◆ Exercise requirements: Copy out each line of the data that contains "CouponRedemption".

(Working data begins)

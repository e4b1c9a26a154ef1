//! Service wiring: pick a store backend and build the application services
//! the handlers run against.

use std::sync::Arc;

use storefront_infra::store::memory::InMemoryStore;
use storefront_infra::store::postgres::PostgresStores;
use storefront_infra::{
    AddressStore, CartManager, CatalogStore, CouponRedemption, CouponStore, OrderService,
    SupportStore,
};

pub struct AppServices {
    pub carts: CartManager,
    pub redemption: CouponRedemption,
    pub orders: OrderService,
    pub catalog: Arc<dyn CatalogStore>,
    pub coupons: Arc<dyn CouponStore>,
    pub addresses: Arc<dyn AddressStore>,
    pub support: Arc<dyn SupportStore>,
}

/// Wire services against Postgres when `DATABASE_URL` is set, otherwise
/// against the in-memory backend (tests, local development).
pub async fn build_services() -> AppServices {
    match std::env::var("DATABASE_URL") {
        Ok(url) => {
            tracing::info!("using postgres store backend");
            postgres_services(&url).await
        }
        Err(_) => {
            tracing::info!("DATABASE_URL not set; using in-memory store backend");
            in_memory_services()
        }
    }
}

pub fn in_memory_services() -> AppServices {
    let store = Arc::new(InMemoryStore::new());
    AppServices {
        carts: CartManager::new(
            store.clone(),
            store.clone(),
            store.clone(),
            store.clone(),
        ),
        redemption: CouponRedemption::new(store.clone()),
        orders: OrderService::new(store.clone(), store.clone()),
        catalog: store.clone(),
        coupons: store.clone(),
        addresses: store.clone(),
        support: store,
    }
}

async fn postgres_services(database_url: &str) -> AppServices {
    // Startup failure is fatal; nothing useful can run without the database.
    let stores = PostgresStores::connect(database_url)
        .await
        .expect("failed to connect to DATABASE_URL");
    stores
        .run_migrations()
        .await
        .expect("failed to apply database schema");

    let catalog = Arc::new(stores.catalog());
    let carts = Arc::new(stores.carts());
    let coupons = Arc::new(stores.coupons());
    let orders = Arc::new(stores.orders());
    let addresses = Arc::new(stores.addresses());
    let support = Arc::new(stores.support());

    AppServices {
        carts: CartManager::new(
            carts.clone(),
            catalog.clone(),
            coupons.clone(),
            addresses.clone(),
        ),
        redemption: CouponRedemption::new(coupons.clone()),
        orders: OrderService::new(carts, orders),
        catalog,
        coupons,
        addresses,
        support,
    }
}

(Working data ends)

◆ Worked solution:
    AddressStore, CartManager, CatalogStore, CouponRedemption, CouponStore, OrderService,
    pub redemption: CouponRedemption,
        redemption: CouponRedemption::new(store.clone()),
        redemption: CouponRedemption::new(coupons.clone()),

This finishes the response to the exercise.